トップIDマガジンIDマガジン記事[085-02]【連載】ヒゲ講師のID活動日誌(80):新型コロナで「集まること」の意義を問い直す

[085-02]【連載】ヒゲ講師のID活動日誌(80):新型コロナで「集まること」の意義を問い直す

ヒゲ講師は、とある学会の会長として即断即決に迫られていた。信州大学で行われる予定の春季全国大会の現地開催が大学の警戒レベル引き上げで困難になった。懇親会中止は決めたものの、大会そのものをどうするか、状況が刻一刻と変化する中で、決めかねていた。そこへ現地実行委員会からの提案は、「オンラインですべてをやりましょう」。その内容は、260件もある口頭発表を予定通り、全部のセッションを並行して行うというもの。「そのための準備は整えました」と言われれば、やるしかないでしょう。そもそも教育にICTを如何に活用するかを研究している学会が参集できない状況でも平然とオンラインでやってのける姿を見せる良いチャンスじゃないか。「ぜひ、やりましょう」となった。

学会で発表を予定していた人も、発表なしで参加だけを予定していた人も、そして当日会場で参加費を払って参加する予定だった人もいる。そんな中ですべての人たちに公平公正な判断を下さなければならない。あれこれ議論の末、予稿集での掲載をもって発表したこととみなし、懇親会費以外の参加費は返却しないこと、オンライン開催は「試行」と位置づけて任意参加にすること、全体会とシンポジウムは無料で一般公開することとし、ついでに懇親会も遠隔でやろう、ということになった。

何が起きるか分からないが、「試行」だから失敗も成功とみなせる実験場、という気持ちで執行部は現地入りした。蓋を開けてみると、各セッションの準備は現地実行委員会の計画通り、デジタルネイティブの学生諸君が創意工夫を凝らしてデジタル移民たちを補佐し、完璧な運営をしてくれた。オンライン開催は任意参加となったためか、現地を訪れて発表する予定だったにもかかわらず、実際のオンラインでの発表者数は予定のおよそ半数だった。発表辞退者の情報は参加者に公開し、そのスロットは例年通り休憩として当初プログラムを維持した結果、物理的に集まるよりは簡便にセッションを行き来して参加する人たちがいたり、空きスロットでも引き続き議論が展開されるなど、「遜色がない」と言ってよいほどの盛り上がりを見せた。日頃の研究成果を実践に応用した先進的な事例となり、評判を呼んだ(例えば、https://bio.nikkeibp.co.jp/atcl/news/p1/20/03/05/06652/)。面目躍如と言ってよいと思う。
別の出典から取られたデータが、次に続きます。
// 该文件是 yolov8-trt 项目的一部分。
// src/input/read_image_file.rs - 图像文件输入
//
// 本文件根据 Apache 许可证第 2.0 版（以下简称“许可证”）授权使用；
// 除非遵守该许可证条款，否则您不得使用本文件。
// 您可通过以下网址获取许可证副本：
// http://www.apache.org/licenses/LICENSE-2.0
// 除非适用法律要求或书面同意，根据本许可协议分发的软件均按“原样”提供，
// 不附带任何形式的明示或暗示的保证或条件。
// 有关许可权限与限制的具体条款，请参阅本许可协议。
//
// Copyright (C) 2026 Johann Li <me@qinka.pro>, Wareless Group

use std::path::{Path, PathBuf};

use image::{ImageReader, RgbImage};
use thiserror::Error;
use tracing::{debug, error, info};

#[derive(Error, Debug)]
pub enum ImageFileInputError {
  #[error("无法打开图像文件 {0}: {1}")]
  IoError(PathBuf, std::io::Error),
  #[error("无法解码图像文件 {0}: {1}")]
  ImageLoadError(PathBuf, image::ImageError),
}

/// 已解码的输入图像（RGB8）
#[derive(Debug, Clone)]
pub struct ImageFileInput {
  image: RgbImage,
}

impl ImageFileInput {
  /// 读取并解码图像文件，格式由文件内容自动识别
  pub fn open(path: impl AsRef<Path>) -> Result<Self, ImageFileInputError> {
    let path = path.as_ref();
    info!("加载图像: {}", path.display());

    let reader = ImageReader::open(path)
      .and_then(|reader| reader.with_guessed_format())
      .map_err(|e| {
        error!("打开图像失败: {}", e);
        ImageFileInputError::IoError(path.to_path_buf(), e)
      })?;
    debug!("图像格式: {:?}", reader.format());

    let image = reader.decode().map_err(|e| {
      error!("解码图像失败: {}", e);
      ImageFileInputError::ImageLoadError(path.to_path_buf(), e)
    })?;

    let image = image.to_rgb8();
    debug!("图像尺寸: {}x{}", image.width(), image.height());

    Ok(Self { image })
  }

  pub fn image(&self) -> &RgbImage {
    &self.image
  }

  pub fn image_mut(&mut self) -> &mut RgbImage {
    &mut self.image
  }

  /// (宽, 高)
  pub fn dimensions(&self) -> (u32, u32) {
    self.image.dimensions()
  }
}

#[cfg(test)]
mod tests {
  use super::*;
  use image::{ImageFormat, Rgb};

  #[test]
  fn decode_then_encode_keeps_dimensions() {
    let dir = tempfile::tempdir().unwrap();
    let source = dir.path().join("source.jpg");
    let image = RgbImage::from_pixel(37, 21, Rgb([120, 30, 200]));
    image.save_with_format(&source, ImageFormat::Jpeg).unwrap();

    let input = ImageFileInput::open(&source).unwrap();
    assert_eq!(input.dimensions(), (37, 21));

    let encoded = dir.path().join("encoded.png");
    input.image().save(&encoded).unwrap();
    let again = ImageFileInput::open(&encoded).unwrap();
    assert_eq!(again.dimensions(), (37, 21));
  }

  #[test]
  fn missing_file_is_io_error() {
    let dir = tempfile::tempdir().unwrap();
    let err = ImageFileInput::open(dir.path().join("nope.jpg")).unwrap_err();
    assert!(matches!(err, ImageFileInputError::IoError(..)));
  }

  #[test]
  fn corrupt_file_is_load_error() {
    let dir = tempfile::tempdir().unwrap();
    let path = dir.path().join("broken.png");
    std::fs::write(&path, b"\x89PNG\r\n\x1a\nnot really a png").unwrap();
    let err = ImageFileInput::open(&path).unwrap_err();
    assert!(matches!(err, ImageFileInputError::ImageLoadError(..)));
  }

  #[test]
  fn format_is_guessed_from_content() {
    let dir = tempfile::tempdir().unwrap();
    let path = dir.path().join("png_without_extension");
    let image = RgbImage::from_pixel(8, 4, Rgb([1, 2, 3]));
    image.save_with_format(&path, ImageFormat::Png).unwrap();
    let input = ImageFileInput::open(&path).unwrap();
    assert_eq!(input.image().get_pixel(0, 0), &Rgb([1, 2, 3]));
  }
}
そうなると改めて問い直さなければならないのは、集まることの意味である。この経験を受けてオンライン開催を決めた別のとある学会では、「遠隔開催になりますが、4~5人で集まって参加することを推奨します」という方針をアナウンスした。オンライン開催に個人で参加するよりは、何人かでワイガイやりながら参加してもらう方が、この学会のこれまで目指してきたことが実現できる、という見通しを得たからである。「集まった時には集まった時にしかできないことを中心にやる」「そのために必要な個人の準備作業は集まる前に事前課題としてやってきてもらう」これが研修設計の根幹に据えるべき方針だとすれば、せっかく集まったのに話を聞くだけで帰るような大会にはしたくない。会員相互の交流を旨として、「集まることの価値」を追求してきたこれまでがあるだけに、「オンラインだって代替可能じゃないか」と簡単に言われたくない。そんな意地もあったのかもしれない。
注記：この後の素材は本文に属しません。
// 该文件是 yolov8-trt 项目的一部分。
// src/model/zoo.rs - 模型句柄与预测器
//
// 本文件根据 Apache 许可证第 2.0 版（以下简称“许可证”）授权使用；
// 除非遵守该许可证条款，否则您不得使用本文件。
// 您可通过以下网址获取许可证副本：
// http://www.apache.org/licenses/LICENSE-2.0
// 除非适用法律要求或书面同意，根据本许可协议分发的软件均按“原样”提供，
// 不附带任何形式的明示或暗示的保证或条件。
// 有关许可权限与限制的具体条款，请参阅本许可协议。
//
// Copyright (C) 2026 Johann Li <me@qinka.pro>, Wareless Group

use std::{
  fs::File,
  io::Read,
  path::{Path, PathBuf},
  time::Instant,
};

use image::RgbImage;
use thiserror::Error;
use tracing::{debug, error, info};

use crate::model::{
  DetectResult,
  criteria::{Criteria, CriteriaError},
  engine::{Backend, Engine, EngineError, ExecutionContext},
  progress::Progress,
  translator::{TranslateError, YoloV8Translator},
};

const READ_CHUNK_SIZE: usize = 1024 * 1024;

#[derive(Error, Debug)]
pub enum ModelLoadError {
  #[error("推理条件无效: {0}")]
  Criteria(#[from] CriteriaError),
  #[error("无法读取模型文件 {0}: {1}")]
  Io(PathBuf, std::io::Error),
  #[error("后端 {0} 加载模型失败: {1}")]
  Engine(String, EngineError),
  #[error("无法创建预测器: {0}")]
  Predictor(EngineError),
}

#[derive(Error, Debug)]
pub enum InferenceError {
  #[error("翻译错误: {0}")]
  Translate(#[from] TranslateError),
  #[error("推理错误: {0}")]
  Engine(#[from] EngineError),
}

fn read_model_file(path: &Path, progress: Option<&dyn Progress>) -> std::io::Result<Vec<u8>> {
  let mut file = File::open(path)?;
  let total = file.metadata()?.len();
  if let Some(progress) = progress {
    progress.start(total);
  }

  let mut data = Vec::with_capacity(total as usize);
  let mut chunk = vec![0u8; READ_CHUNK_SIZE];
  loop {
    let n = file.read(&mut chunk)?;
    if n == 0 {
      break;
    }
    data.extend_from_slice(&chunk[..n]);
    if let Some(progress) = progress {
      progress.update(data.len() as u64);
    }
  }

  if let Some(progress) = progress {
    progress.end();
  }
  Ok(data)
}

/// 已加载的模型，独占推理引擎
pub struct ZooModel<E: Engine> {
  engine: E,
  translator: YoloV8Translator,
}

impl<E: Engine> ZooModel<E> {
  pub(crate) fn load<B>(criteria: &Criteria, backend: &B) -> Result<Self, ModelLoadError>
  where
    B: Backend<Engine = E>,
  {
    info!("加载模型文件: {}", criteria.model_path.display());
    let data = read_model_file(&criteria.model_path, criteria.progress.as_deref()).map_err(|e| {
      error!("读取模型文件失败: {}", e);
      ModelLoadError::Io(criteria.model_path.clone(), e)
    })?;
    debug!(
      "模型文件大小: {:.2} MB",
      data.len() as f64 / (1024.0 * 1024.0)
    );

    info!("创建推理引擎: {} ({})", criteria.engine, backend.name());
    let engine = backend.load(criteria, &data).map_err(|e| {
      error!("推理引擎加载失败: {}", e);
      ModelLoadError::Engine(backend.name().to_string(), e)
    })?;
    info!("模型加载完成");

    Ok(Self {
      engine,
      translator: YoloV8Translator::from_criteria(criteria),
    })
  }

  /// 创建预测器，其生命周期不超过模型本身
  pub fn new_predictor(&mut self) -> Result<Predictor<'_, E>, ModelLoadError> {
    let context = self
      .engine
      .new_context()
      .map_err(ModelLoadError::Predictor)?;
    debug!("预测器创建完成");
    Ok(Predictor {
      context,
      translator: &self.translator,
    })
  }
}

pub struct Predictor<'a, E: Engine + 'a> {
  context: E::Context<'a>,
  translator: &'a YoloV8Translator,
}

impl<'a, E: Engine + 'a> Predictor<'a, E> {
  pub fn predict(&mut self, image: &RgbImage) -> Result<DetectResult, InferenceError> {
    let input = self.translator.process_input(image)?;

    let now = Instant::now();
    let output = self.context.forward(input.view())?;
    info!("推理完成，耗时: {:.2?}", now.elapsed());

    let result = self
      .translator
      .process_output(output.view(), image.dimensions())?;
    debug!("检测结果: {:?}", result);
    Ok(result)
  }
}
集まってしかできないことは、懇親会だけだ。それが14年間オンラインだけで大学院教育を展開してきたヒゲ講師たちの経験値である。しかし今回、信州大学近くの宴会場と各地をオンラインでつないだ懇親会も結構盛り上がった。そうなると集まってしかできないことは、名刺交換だけになるかもしれない。遠隔地を相互につないだ懇親会で、メイン会場にいた我々と同じように盛り上がっていたのは、遠隔地でも何人かが集まって懇親会をやっていたグループに多かった。そんなことも経験値としてプラスされた。オンライン開催をやるならば、支部ごとに集まって相互に接続するのもよいかもしれない、というアイディアにもたどり着いていた。

「聞いて帰るだけ」の学会であれば、オンライン開催も簡単にできる。そうでない学会を目指していたからこそ、4~5人で集まって参加することを推奨することにした。さてこれをどう生かしてオンライン学会を設計するか。全員が一堂に会すること以上の成果をあげるデザインができるかどうか。新型コロナが教えてくれたことは、オンラインの学習環境を二流品と見下すのではなく、オンラインだからこそ活かせるメリットをどう組み込むか、その設計手腕が試されているということだったのかもしれない。
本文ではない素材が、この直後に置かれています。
// 该文件是 yolov8-trt 项目的一部分。
// src/model.rs - 模型与检测结果
//
// 本文件根据 Apache 许可证第 2.0 版（以下简称“许可证”）授权使用；
// 除非遵守该许可证条款，否则您不得使用本文件。
// 您可通过以下网址获取许可证副本：
// http://www.apache.org/licenses/LICENSE-2.0
// 除非适用法律要求或书面同意，根据本许可协议分发的软件均按“原样”提供，
// 不附带任何形式的明示或暗示的保证或条件。
// 有关许可权限与限制的具体条款，请参阅本许可协议。
//
// Copyright (C) 2026 Johann Li <me@qinka.pro>, Wareless Group

use serde::Serialize;

/// COCO 数据集类别名称
pub const COCO_CLASSES: [&str; 80] = [
  "person",
  "bicycle",
  "car",
  "motorcycle",
  "airplane",
  "bus",
  "train",
  "truck",
  "boat",
  "traffic light",
  "fire hydrant",
  "stop sign",
  "parking meter",
  "bench",
  "bird",
  "cat",
  "dog",
  "horse",
  "sheep",
  "cow",
  "elephant",
  "bear",
  "zebra",
  "giraffe",
  "backpack",
  "umbrella",
  "handbag",
  "tie",
  "suitcase",
  "frisbee",
  "skis",
  "snowboard",
  "sports ball",
  "kite",
  "baseball bat",
  "baseball glove",
  "skateboard",
  "surfboard",
  "tennis racket",
  "bottle",
  "wine glass",
  "cup",
  "fork",
  "knife",
  "spoon",
  "bowl",
  "banana",
  "apple",
  "sandwich",
  "orange",
  "broccoli",
  "carrot",
  "hot dog",
  "pizza",
  "donut",
  "cake",
  "chair",
  "couch",
  "potted plant",
  "bed",
  "dining table",
  "toilet",
  "tv",
  "laptop",
  "mouse",
  "remote",
  "keyboard",
  "cell phone",
  "microwave",
  "oven",
  "toaster",
  "sink",
  "refrigerator",
  "book",
  "clock",
  "vase",
  "scissors",
  "teddy bear",
  "hair drier",
  "toothbrush",
];

/// 类别编号与名称的映射
pub trait WithLabel {
  fn to_label_str(&self, class_id: u32) -> String;
}

/// COCO 80 类标签
#[derive(Debug, Clone, Copy, Default)]
pub struct CocoLabel;

impl WithLabel for CocoLabel {
  fn to_label_str(&self, class_id: u32) -> String {
    COCO_CLASSES
      .get(class_id as usize)
      .map(|name| name.to_string())
      .unwrap_or_else(|| format!("class_{}", class_id))
  }
}

/// 边界框，左上角坐标与宽高，单位为像素
#[derive(Debug, Clone, Copy, PartialEq, Serialize)]
pub struct BBox {
  pub x: f32,
  pub y: f32,
  pub width: f32,
  pub height: f32,
}

impl BBox {
  pub fn from_corners(x_min: f32, y_min: f32, x_max: f32, y_max: f32) -> Self {
    Self {
      x: x_min,
      y: y_min,
      width: x_max - x_min,
      height: y_max - y_min,
    }
  }

  pub fn x_max(&self) -> f32 {
    self.x + self.width
  }

  pub fn y_max(&self) -> f32 {
    self.y + self.height
  }

  pub fn area(&self) -> f32 {
    self.width.max(0.0) * self.height.max(0.0)
  }

  /// 交并比
  pub fn iou(&self, other: &BBox) -> f32 {
    let ix = (self.x_max().min(other.x_max()) - self.x.max(other.x)).max(0.0);
    let iy = (self.y_max().min(other.y_max()) - self.y.max(other.y)).max(0.0);
    let inter = ix * iy;
    let union = self.area() + other.area() - inter;
    if union <= 0.0 { 0.0 } else { inter / union }
  }
}

#[derive(Debug, Clone, PartialEq, Serialize)]
pub struct DetectItem {
  pub class_id: u32,
  pub label: String,
  pub score: f32,
  pub bbox: BBox,
}

/// 一次推理的检测结果，按置信度从高到低排列
#[derive(Debug, Clone, Default, PartialEq, Serialize)]
pub struct DetectResult {
  pub items: Box<[DetectItem]>,
}

impl DetectResult {
  pub fn len(&self) -> usize {
    self.items.len()
  }

  pub fn is_empty(&self) -> bool {
    self.items.is_empty()
  }

  pub fn iter(&self) -> std::slice::Iter<'_, DetectItem> {
    self.items.iter()
  }
}

impl From<Vec<DetectItem>> for DetectResult {
  fn from(mut items: Vec<DetectItem>) -> Self {
    items.sort_by(|a, b| b.score.total_cmp(&a.score));
    Self {
      items: items.into_boxed_slice(),
    }
  }
}

impl std::fmt::Display for DetectResult {
  fn fmt(&self, f: &mut std::fmt::Formatter<'_>) -> std::fmt::Result {
    let json = serde_json::to_string(self).map_err(|_| std::fmt::Error)?;
    f.write_str(&json)
  }
}

pub mod criteria;
pub mod engine;
pub mod ort_tensorrt;
pub mod progress;
pub mod translator;
pub mod zoo;

pub use self::criteria::{Criteria, CriteriaBuilder, CriteriaError, TranslatorKind};
pub use self::engine::{Backend, Engine, EngineError, ExecutionContext};
pub use self::progress::{Progress, TracingProgress};
pub use self::translator::{TranslateError, YoloV8Translator};
pub use self::zoo::{InferenceError, ModelLoadError, Predictor, ZooModel};

#[cfg(test)]
mod tests {
  use super::*;

  fn item(label: &str, score: f32) -> DetectItem {
    DetectItem {
      class_id: 0,
      label: label.to_string(),
      score,
      bbox: BBox::from_corners(0.0, 0.0, 10.0, 10.0),
    }
  }

  #[test]
  fn result_is_sorted_by_score() {
    let result = DetectResult::from(vec![item("a", 0.7), item("b", 0.9), item("c", 0.8)]);
    let labels: Vec<_> = result.iter().map(|i| i.label.as_str()).collect();
    assert_eq!(labels, ["b", "c", "a"]);
  }

  #[test]
  fn display_is_json() {
    let result = DetectResult::from(vec![item("person", 0.5)]);
    let value: serde_json::Value = serde_json::from_str(&result.to_string()).unwrap();
    assert_eq!(value["items"][0]["label"], "person");
    assert_eq!(value["items"][0]["bbox"]["width"], 10.0);
  }

  #[test]
  fn coco_label_falls_back_for_unknown_ids() {
    assert_eq!(CocoLabel.to_label_str(16), "dog");
    assert_eq!(CocoLabel.to_label_str(80), "class_80");
  }

  #[test]
  fn iou_of_disjoint_and_identical_boxes() {
    let a = BBox::from_corners(0.0, 0.0, 10.0, 10.0);
    let b = BBox::from_corners(20.0, 20.0, 30.0, 30.0);
    assert_eq!(a.iou(&b), 0.0);
    assert!((a.iou(&a) - 1.0).abs() < 1e-6);
  }
}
この点に興味がある読者諸氏は、以下の論考をご覧いただければ幸いです。
鈴木克明(2012.8)「遠隔教育者を支える同価値理論と交流距離理論」第19回日本教育メディア学会年次大会(東北学院大学)発表論文集 27-28
https://www2.gsis.kumamoto-u.ac.jp/~idportal/wp-content/uploads/JAEMS2012_suzuki27-28.pdf

(ヒゲ講師記す)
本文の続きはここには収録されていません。